1. Do your research. Endometriosis is a difficult disease to understand. There is a plethora of misinformation out there that is being repeated by women who heard it pandered from their doctors, who are still living in the dark ages of the erroneous information they were taught in medical school. We know a lot more about endometriosis than we used to, but the misinformation is still rampant. You can help by educating yourself about the true facts of the disease. Some of the best, most accurate websites are listed below. I have included my own endo-related blog page, Yellow for Endometriosis, as well for concise information and resources.

 

2. Understand her needs. This is a big one that can be divided into several sub-categories.

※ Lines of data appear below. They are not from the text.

fn command_from_row(row: &rusqlite::Row<'_>) -> rusqlite::Result<CommandRecord> {
    let status: String = row.get(5)?;
    let status = CommandStatus::parse(&status).ok_or_else(|| {
        rusqlite::Error::FromSqlConversionFailure(
            5,
            rusqlite::types::Type::Text,
            Box::new(InvalidStatus(status.clone())),
        )
    })?;
    Ok(CommandRecord {
        command_id: row.get(0)?,
        agent_id: row.get(1)?,
        command: row.get(2)?,
        timeout_seconds: row.get::<_, i64>(3)? as u32,
        priority: row.get::<_, i64>(4)? as i32,
        status,
        created_at: parse_ts(6, row.get(6)?)?,
        sent_at: parse_opt_ts(7, row.get(7)?)?,
        completed_at: parse_opt_ts(8, row.get(8)?)?,
        stdout: row.get(9)?,
        stderr: row.get(10)?,
        exit_code: row.get(11)?,
        execution_time: row.get(12)?,
        error_message: row.get(13)?,
    })
}

fn agent_from_row(row: &rusqlite::Row<'_>) -> rusqlite::Result<AgentRecord> {
    let status: String = row.get(1)?;
    let status = AgentStatus::parse(&status).ok_or_else(|| {
        rusqlite::Error::FromSqlConversionFailure(
            1,
            rusqlite::types::Type::Text,
            Box::new(InvalidStatus(status.clone())),
        )
    })?;
    let metadata: Option<String> = row.get(4)?;
    let metadata = metadata
        .map(|raw| {
            serde_json::from_str(&raw).map_err(|err| {
                rusqlite::Error::FromSqlConversionFailure(
                    4,
                    rusqlite::types::Type::Text,
                    Box::new(err),
                )
            })
        })
        .transpose()?;
    Ok(AgentRecord {
        agent_id: row.get(0)?,
        status,
        first_seen: parse_ts(2, row.get(2)?)?,
        last_connected: parse_opt_ts(3, row.get(3)?)?,
        metadata,
    })
}
//! Agent WebSocket sessions.
//!
//! One session per connected agent. The socket URL carries the bearer token
//! as a query parameter; an unknown token closes the socket with 1008
//! before any frame is read. An authenticated session binds to the queue
//! engine, echoes the effective policy in a `welcome` frame, and then
//! shuttles frames until the peer goes away, the coordinator shuts down
//! (1001), a newer session supersedes it (4000), or liveness is lost
//! (4001).

use std::sync::atomic::Ordering;
use std::sync::Arc;

use axum::extract::ws::{CloseFrame, Message, WebSocket, WebSocketUpgrade};
use axum::extract::{Query, State};
use axum::response::IntoResponse;
use futures_util::{SinkExt, StreamExt};
use serde::Deserialize;
use tokio::sync::{mpsc, Mutex as AsyncMutex};
use tokio::time::Instant;
use tracing::{info, warn};

use rsm_core::protocol::Frame;
use rsm_core::types::AgentStatus;

use crate::queue::{Outbound, SessionHandle};
use crate::AppState;

#[derive(Debug, Deserialize)]
pub struct WsParams {
    token: String,
}

pub async fn ws_handler(
    ws: WebSocketUpgrade,
    Query(params): Query<WsParams>,
    State(state): State<AppState>,
) -> impl IntoResponse {
    // Resolve the token before the upgrade completes; the socket task only
    // learns the derived agent id, never the token itself.
    let agent_id = state
        .tokens
        .agent_for_token(&params.token)
        .map(str::to_string);
    ws.on_upgrade(move |socket| handle_socket(state, socket, agent_id))
}

async fn handle_socket(state: AppState, socket: WebSocket, agent_id: Option<String>) {
    let Some(agent_id) = agent_id else {
        warn!(event = "auth_failed");
        let mut socket = socket;
        let _ = socket
            .send(Message::Close(Some(CloseFrame {
                code: 1008,
                reason: "invalid token".into(),
            })))
            .await;
        return;
    };

    let conn_id = state.engine.next_conn_id();
    let (mut ws_sender, mut ws_receiver) = socket.split();
    let (tx, mut rx) = mpsc::channel::<Outbound>(256);

    // Single socket writer: everything outbound funnels through the channel.
    let write_timeout = state.config.write_timeout;
    let write_task = tokio::spawn(async move {
        while let Some(out) = rx.recv().await {
            match out {
                Outbound::Frame(frame) => {
                    let send = ws_sender.send(Message::Text(frame.encode()));
                    match tokio::time::timeout(write_timeout, send).await {
                        Ok(Ok(())) => {}
                        _ => return,
                    }
                }
                Outbound::Close { code, reason } => {
                    let close = ws_sender.send(Message::Close(Some(CloseFrame {
                        code,
                        reason: reason.into(),
                    })));
                    let _ = tokio::time::timeout(write_timeout, close).await;
                    return;
                }
            }
        }
    });

    {
        let store = state.store.lock().await;
        let marked = store
            .upsert_agent(&agent_id, None)
            .and_then(|_| store.mark_agent(&agent_id, AgentStatus::Online));
        if let Err(err) = marked {
            // The session stays up; dispatch pauses on its own store errors.
            warn!(event = "store_error", agent_id = %agent_id, error = %err);
        }
    }

    state
        .engine
        .bind(
            &agent_id,
            SessionHandle {
                conn_id,
                frames: tx.clone(),
            },
        )
        .await;
    let _ = tx
        .send(Outbound::Frame(Frame::Welcome {
            agent_id: agent_id.clone(),
            policy: state.config.policy.echo(),
        }))
        .await;
    info!(event = "session_active", agent_id = %agent_id, conn_id);

    let last_seen = Arc::new(AsyncMutex::new(Instant::now()));

    // Keep-alive: ping every interval, close 4001 when the peer has been
    // silent for more than two intervals.
    let ping_task = tokio::spawn({
        let tx = tx.clone();
        let last_seen = last_seen.clone();
        let interval = state.config.ping_interval;
        let agent = agent_id.clone();
        async move {
            let mut ticker = tokio::time::interval(interval);
            ticker.tick().await;
            loop {
                ticker.tick().await;
                let idle = last_seen.lock().await.elapsed();
                if idle > interval * 2 {
                    warn!(event = "liveness_lost", agent_id = %agent);
                    let _ = tx
                        .send(Outbound::Close {
                            code: 4001,
                            reason: "liveness_lost".to_string(),
                        })
                        .await;
                    return;
                }
                if tx.send(Outbound::Frame(Frame::Ping)).await.is_err() {
                    return;
                }
            }
        }
    });

    while let Some(result) = ws_receiver.next().await {
        let msg = match result {
            Ok(msg) => msg,
            Err(err) => {
                warn!(event = "read_error", agent_id = %agent_id, error = %err);
                break;
            }
        };
        let data = match msg {
            Message::Text(text) => text.into_bytes(),
            Message::Binary(bytes) => bytes,
            Message::Close(_) => {
                info!(event = "peer_close", agent_id = %agent_id);
                break;
            }
            Message::Ping(_) | Message::Pong(_) => {
                *last_seen.lock().await = Instant::now();
                continue;
            }
        };
        *last_seen.lock().await = Instant::now();

        match Frame::decode(&data) {
            Ok(Frame::Ping) => {
                let _ = tx.send(Outbound::Frame(Frame::Pong)).await;
            }
            Ok(Frame::Pong) => {}
            Ok(frame @ (Frame::Result { .. } | Frame::Error { .. })) => {
                state.engine.agent_frame(&agent_id, frame).await;
            }
            Ok(frame) => {
                state.counters.frames_dropped.fetch_add(1, Ordering::Relaxed);
                warn!(event = "unexpected_frame", agent_id = %agent_id, frame = ?frame);
            }
            Err(err) => {
                state.counters.frames_dropped.fetch_add(1, Ordering::Relaxed);
                warn!(event = "frame_invalid", agent_id = %agent_id, error = %err);
            }
        }
    }

    // A superseded session must not flip the agent offline; only the
    // currently bound connection does the store bookkeeping.
    let was_bound = state.engine.unbind(&agent_id, conn_id).await;
    if was_bound {
        let store = state.store.lock().await;
        if let Err(err) = store.mark_agent(&agent_id, AgentStatus::Offline) {
            warn!(event = "store_error", agent_id = %agent_id, error = %err);
        }
    }
    ping_task.abort();
    drop(tx);
    let _ = write_task.await;
    info!(event = "session_closed", agent_id = %agent_id, conn_id);
}
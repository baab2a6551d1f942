mod config;
mod executor;
mod session;

use std::sync::Arc;

use tracing::info;

#[tokio::main]
async fn main() {
    let agent_config = match config::load_config() {
        Ok(config) => config,
        Err(err) => {
            eprintln!("config error: {err}");
            std::process::exit(1);
        }
    };
    let _log_guard = config::init_logging(&agent_config);
    info!(event = "agent_start", endpoint_host = %agent_config.endpoint.host_str().unwrap_or(""));
    session::run(Arc::new(agent_config)).await;
}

  • Understand her need for relief. The primary symptom of endometriosis is severe pelvic pain. It is a disease characterized by pain. It is a disease of pain. Get the picture? In many cases, this is a type of pain that can’t be “fought through.” A woman may be affected only during her period or all the time. Pain may be addressed in many different ways, such as heating pads, hot water bottles, hot baths, yoga or over-the-counter pain relievers. But it may come to the point that your loved one needs prescription pain medications. And that’s OK. She is not an addict. She is not selling. She just wants relief, to be a functioning member of society. It may be the only thing that can tie her over until she is able to have proper treatment with surgery.
  • Understand her reluctance to be intimate. If your partner is the one with endometriosis, this is an important one. Another key symptom of endometriosis is dyspareunia, or painful intercourse. This is due to where the endometriosis lesions are located in her body; she may describe deep penetration as feeling like she’s being punched or hit inside. It may be that intercourse is simply far too painful to engage in, so please respect her wishes if she puts the brakes on a romp in the bedroom.
  • Understand her abilities. Since endometriosis can sometimes progress fast and furious, she may go from seemingly all right to bedridden practically overnight. She may need help with daily tasks, such as cooking, cleaning or doing laundry. Never, ever shame her for being “lazy.” Do you honestly think she’d rather be in bed writhing in pain than cooking dinner?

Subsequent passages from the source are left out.